I shake my head. “I just want to go home,” I tell him.
He walks me to the door of the apartment, and I can see he is trying to find the words to ask if he should stay. Before he can, though, I thank him and tell him I just want to lie down. I wait until I hear his footsteps on the ceiling above, and I imagine him telling Abuela and Beatriz that my mother has died.
I hold my breath, waiting for the words to beat through my blood.
I pick up my phone and stare at the text from The Greens, and then swipe my thumb to delete it.
That’s how easy it is to remove someone from your life.
I realize, even as I think it, that this is not necessarily true.
This is nothing like when I lost my father. Back then, it felt like a rip in the fabric of my world, and no matter how hard I tried, I couldn’t hold the edges together. Even now, four years later, when I am going about my day, sometimes I brush up against that seam and it hurts like hell.
I find a bottle of ca?a in the cupboard—Gabriel gave me my own supply after our campout, along with a box full of fresh vegetables for meals this week. Since I don’t have a shot glass, I pour a little into a juice cup, and then—shrugging—fill it to the top. I take a healthy swig, letting the fire run through me.
Right now, I just want to get fucking drunk.
I peel off my clothes, the ones in which I had hiked to the volcano (was that today?) and run the shower. Standing in the stream of water, needles pelting at my skin, I say the word out loud: orphan. I am nobody’s child now. I’m an isolated island, just like the one I’m stuck on.
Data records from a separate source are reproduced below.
// ---------------------------------------------------------------------------
// Table operations
// ---------------------------------------------------------------------------

impl WidgetTree {
    pub fn add_table(&mut self, parent: WidgetId) -> Result<WidgetId, UiError> {
        self.insert(parent, Widget::Table(Table::default()))
    }

    /// Resolve a table or list box id to the table holding the rows.
    pub fn table_of(&self, id: WidgetId) -> Result<WidgetId, UiError> {
        match self.get(id).map(|n| &n.widget) {
            Some(Widget::Table(_)) => Ok(id),
            Some(Widget::ListBox(lb)) => Ok(lb.table),
            Some(_) => Err(UiError::WrongKind {
                id,
                expected: "table or list box",
            }),
            None => Err(UiError::StaleWidget(id)),
        }
    }

    fn list_of(&self, id: WidgetId) -> Option<WidgetId> {
        self.list_box(id).ok().map(|_| id)
    }

    fn mark_rows_dirty(&mut self, table: WidgetId) {
        if let Ok(t) = self.table_mut(table) {
            t.row_measurement_dirty = true;
        }
        self.invalidate(table);
    }

    /// Append an empty row.
    pub fn add_row(&mut self, id: WidgetId) -> Result<WidgetId, UiError> {
        let table = self.table_of(id)?;
        let row = TableRow::new(self.table(table)?, self.list_of(id));
        let row = self.insert(table, Widget::TableRow(row))?;
        self.mark_rows_dirty(table);
        Ok(row)
    }

    /// Append a row whose first cell is a label with `text`.
    pub fn add_row_text(&mut self, id: WidgetId, text: impl Into<String>) -> Result<WidgetId, UiError> {
        let row = self.add_row(id)?;
        self.set_cell_text(row, 0, text)?;
        Ok(row)
    }

    /// Append a text row carrying a name and user data.
    pub fn add_row_with(
        &mut self,
        id: WidgetId,
        text: impl Into<String>,
        name: impl Into<String>,
        user_data: Option<Box<dyn Any>>,
    ) -> Result<WidgetId, UiError> {
        let row = self.add_row_text(id, text)?;
        self.set_name(row, name)?;
        self.set_user_data(row, user_data)?;
        Ok(row)
    }

    fn owned_row(&self, id: WidgetId, row: WidgetId) -> Result<WidgetId, UiError> {
        let table = self.table_of(id)?;
        self.table_row(row)?;
        if self.parent(row) != Some(table) {
            return Err(UiError::ForeignWidget { row, owner: id });
        }
        Ok(table)
    }

    pub fn remove_row(&mut self, id: WidgetId, row: WidgetId) -> Result<(), UiError> {
        self.owned_row(id, row)?;
        self.remove(row)
    }

    pub fn remove_row_at(&mut self, id: WidgetId, index: usize) -> Result<(), UiError> {
        let row = self.row(id, index)?;
        self.remove(row)
    }

    /// Remove every row. Selected rows leave the selection silently; use
    /// `clear` on a list box to get `RowUnselected` notifications.
    pub fn remove_all(&mut self, id: WidgetId) -> Result<(), UiError> {
        let table = self.table_of(id)?;
        for row in self.children(table).to_vec() {
            self.remove(row)?;
        }
        Ok(())
    }

    pub fn row(&self, id: WidgetId, index: usize) -> Result<WidgetId, UiError> {
        let table = self.table_of(id)?;
        let rows = self.children(table);
        rows.get(index).copied().ok_or(UiError::RowOutOfRange {
            index,
            len: rows.len(),
        })
    }

    pub fn row_count(&self, id: WidgetId) -> Result<usize, UiError> {
        let table = self.table_of(id)?;
        Ok(self.children(table).len())
    }

    pub fn row_index(&self, id: WidgetId, row: WidgetId) -> Option<usize> {
        let table = self.table_of(id).ok()?;
        self.children(table).iter().position(|&r| r == row)
    }

    /// Change the column count of the table and every row (1..=5). Cells in
    /// dropped columns are removed.
    pub fn set_column_count(&mut self, id: WidgetId, count: usize) -> Result<(), UiError> {
        if !(1..=MAX_COLUMNS).contains(&count) {
            return Err(UiError::InvalidColumnCount {
                count,
                max: MAX_COLUMNS,
            });
        }
        let table = self.table_of(id)?;
        let t = self.table_mut(table)?;
        if t.column_count == count {
            return Ok(());
        }
        t.column_count = count;
        let widths = t.column_widths;
        for row in self.children(table).to_vec() {
            let dropped: Vec<WidgetId> = {
                let r = self.table_row_mut(row)?;
                let dropped = r.cells.iter().skip(count).flatten().copied().collect();
                r.cells.resize(count, None);
                r.column_widths = widths[..count].iter().copied().collect();
                r.column_count = count;
                dropped
            };
            for cell in dropped {
                self.remove(cell)?;
            }
            self.invalidate_local(row);
        }
        self.mark_rows_dirty(table);
        Ok(())
    }

    /// Set one shared column width and push it to every row.
    pub fn set_column_width(&mut self, id: WidgetId, column: usize, width: i32) -> Result<(), UiError> {
        let table = self.table_of(id)?;
        let t = self.table_mut(table)?;
        if column >= t.column_count {
            return Err(UiError::ColumnOutOfRange {
                index: column,
                len: t.column_count,
            });
        }
        if t.column_widths[column] == width {
            return Ok(());
        }
        t.column_widths[column] = width;
        for row in self.children(table).to_vec() {
            if let Ok(r) = self.table_row_mut(row)
                && let Some(w) = r.column_widths.get_mut(column)
            {
                *w = width;
            }
            self.invalidate_local(row);
        }
        self.invalidate(table);
        Ok(())
    }

    pub fn column_width(&self, id: WidgetId, column: usize) -> Result<i32, UiError> {
        let t = self.table(self.table_of(id)?)?;
        if column >= t.column_count {
            return Err(UiError::ColumnOutOfRange {
                index: column,
                len: t.column_count,
            });
        }
        Ok(t.column_widths[column])
    }

    /// Size columns to their content on the next measure. A non-zero
    /// `max_width` widens the last column to fill it.
    pub fn size_to_content(&mut self, id: WidgetId, max_width: i32) -> Result<(), UiError> {
        let table = self.table_of(id)?;
        let t = self.table_mut(table)?;
        t.max_width = max_width.max(0);
        t.size_to_contents = true;
        self.mark_rows_dirty(table);
        Ok(())
    }

    pub fn set_auto_size_to_content(&mut self, id: WidgetId, auto: bool) -> Result<(), UiError> {
        let table = self.table_of(id)?;
        self.table_mut(table)?.auto_size_to_content = auto;
        self.mark_rows_dirty(table);
        Ok(())
    }

    pub fn set_alternate_color(&mut self, id: WidgetId, alternate: bool) -> Result<(), UiError> {
        let table = self.table_of(id)?;
        self.table_mut(table)?.alternate_color = alternate;
        self.invalidate(table);
        Ok(())
    }

    /// Put `text` in a cell, reusing an existing label there.
    pub fn set_cell_text(
        &mut self,
        row: WidgetId,
        column: usize,
        text: impl Into<String>,
    ) -> Result<WidgetId, UiError> {
        let existing = self.cell(row, column)?;
        if let Some(cell) = existing
            && matches!(self.get(cell).map(|n| &n.widget), Some(Widget::Label { .. }))
        {
            self.set_text(cell, text)?;
            if let Some(table) = self.parent(row) {
                self.mark_rows_dirty(table);
            }
            return Ok(cell);
        }
        self.set_cell_contents(row, column, Widget::Label { text: text.into() })
    }

    /// Replace a cell with a new widget, removing whatever was there.
    pub fn set_cell_contents(
        &mut self,
        row: WidgetId,
        column: usize,
        widget: Widget,
    ) -> Result<WidgetId, UiError> {
        if let Some(old) = self.cell(row, column)? {
            self.remove(old)?;
        }
        let cell = self.insert(row, widget)?;
        if let Some(slot) = self.table_row_mut(row)?.cells.get_mut(column) {
            *slot = Some(cell);
        }
        if let Some(table) = self.parent(row) {
            self.mark_rows_dirty(table);
        }
        Ok(cell)
    }

    /// Make an existing widget the contents of a cell, moving it under the
    /// row if needed.
    pub fn set_cell_widget(&mut self, row: WidgetId, column: usize, widget: WidgetId) -> Result<(), UiError> {
        if let Some(old) = self.cell(row, column)?
            && old != widget
        {
            self.remove(old)?;
        }
        if self.parent(widget) != Some(row) {
            self.reparent(widget, row)?;
        }
        if let Some(slot) = self.table_row_mut(row)?.cells.get_mut(column) {
            *slot = Some(widget);
        }
        if let Some(table) = self.parent(row) {
            self.mark_rows_dirty(table);
        }
        Ok(())
    }

    /// First empty cell of a row.
    pub fn first_free_cell(&self, row: WidgetId) -> Result<Option<usize>, UiError> {
        let r = self.table_row(row)?;
        Ok((0..r.column_count).find(|&c| r.cell(c).is_none_or(|w| !self.contains(w))))
    }

    pub fn cell(&self, row: WidgetId, column: usize) -> Result<Option<WidgetId>, UiError> {
        let r = self.table_row(row)?;
        if column >= r.column_count {
            return Err(UiError::ColumnOutOfRange {
                index: column,
                len: r.column_count,
            });
        }
        Ok(r.cell(column).filter(|&c| self.contains(c)))
    }

    /// Text of the row's first cell when it is a label.
    pub fn row_text(&self, row: WidgetId) -> Option<&str> {
        let cell = self.table_row(row).ok()?.cell(0)?;
        match &self.get(cell)?.widget {
            Widget::Label { text } => Some(text),
            _ => None,
        }
    }

    // ------------------------------------------------------------------
    // Layout
    // ------------------------------------------------------------------

    pub(super) fn measure_table(&mut self, id: WidgetId, available: Size) -> Size {
        let Ok(t) = self.table(id) else {
            return Size::ZERO;
        };
        if t.row_measurement_dirty && (t.auto_size_to_content || t.size_to_contents) {
            if let Ok(t) = self.table_mut(id) {
                t.size_to_contents = false;
            }
            return self.size_table_to_contents(id, available);
        }

        let (mut width, mut height) = (0, 0);
        for row in self.children(id).to_vec() {
            let s = self.measure(row, available);
            width = width.max(s.width);
            height += s.height;
        }
        Size::new(width, height)
    }

    fn size_table_to_contents(&mut self, id: WidgetId, available: Size) -> Size {
        let Ok(t) = self.table(id) else {
            return Size::ZERO;
        };
        let (count, max_width) = (t.column_count, t.max_width);
        let rows = self.children(id).to_vec();

        let mut widths: SmallVec<[i32; MAX_COLUMNS]> = smallvec![0; count];
        for &row in &rows {
            self.invalidate_local(row);
            self.measure(row, available);
            let Ok(r) = self.table_row(row) else { continue };
            for (i, w) in widths.iter_mut().enumerate() {
                if let Some(cell) = r.cell(i).and_then(|c| self.get(c)) {
                    *w = (*w).max(cell.measured.width);
                }
            }
        }

        let sum: i32 = widths.iter().sum();
        if max_width > 0
            && let Some(last) = widths.last_mut()
        {
            *last += (max_width - sum).max(0);
        }

        let (mut width, mut height) = (0, 0);
        for &row in &rows {
            if let Ok(r) = self.table_row_mut(row) {
                r.column_widths = widths.clone();
            }
            self.invalidate_local(row);
            let s = self.measure(row, available);
            width = width.max(s.width);
            height += s.height;
        }

        if let Ok(t) = self.table_mut(id) {
            t.column_widths[..count].copy_from_slice(&widths);
            t.row_measurement_dirty = false;
        }
        Size::new(width.max(max_width), height)
    }

    pub(super) fn arrange_table(&mut self, id: WidgetId, size: Size) -> Size {
        let alternate = self.table(id).is_ok_and(|t| t.alternate_color);
        let mut y = 0;
        let mut even = false;
        for row in self.children(id).to_vec() {
            let Some(node) = self.get(row) else { continue };
            if node.collapsed {
                continue;
            }
            let h = node.measured.height;
            if alternate && let Ok(r) = self.table_row_mut(row) {
                r.even_row = even;
                even = !even;
            }
            self.arrange(row, Rect::new(0, y, size.width, h));
            y += h;
        }
        Size::new(size.width, y)
    }

    pub(super) fn measure_table_row(&mut self, id: WidgetId, available: Size) -> Size {
        let Ok(r) = self.table_row(id) else {
            return Size::ZERO;
        };
        let r = r.clone();
        let (mut width, mut height) = (0, 0);
        for i in 0..r.column_count {
            let col_w = r.column_width(i);
            let last = i + 1 == r.column_count;
            let Some(cell) = r.cell(i) else {
                width += col_w;
                continue;
            };
            if last {
                let s = self.measure(cell, Size::new((available.width - width).max(0), available.height));
                width += col_w.max(s.width);
                height = height.max(s.height);
            } else {
                let s = self.measure(cell, Size::new(col_w, available.height));
                width += col_w;
                height = height.max(s.height);
            }
        }
        Size::new(width, height)
    }

    pub(super) fn arrange_table_row(&mut self, id: WidgetId, size: Size) -> Size {
        let Ok(r) = self.table_row(id) else {
            return size;
        };
        let r = r.clone();
        let mut x = 0;
        for i in 0..r.column_count {
            let col_w = r.column_width(i);
            if let Some(cell) = r.cell(i) {
                let w = if i + 1 == r.column_count {
                    (size.width - x).max(0)
                } else {
                    col_w
                };
                self.arrange(cell, Rect::new(x, 0, w, size.height));
            }
            x += col_w;
        }
        size
    }
}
There are logistics that will have to be sorted out: burial, funeral, liquidating her apartment at the facility. Right now even thinking about it is exhausting.
I pull on clean underwear and one of Gabriel’s old Tshirts, which hangs down to my thighs. I braid my hair to get it out of my face. Then I sit down at the table with the bottle of ca?a and pour my second full glass.
“Well, Mom,” I say, tasting the bitterness of that title. “Here’s to you.” I take another gulp of the liquor.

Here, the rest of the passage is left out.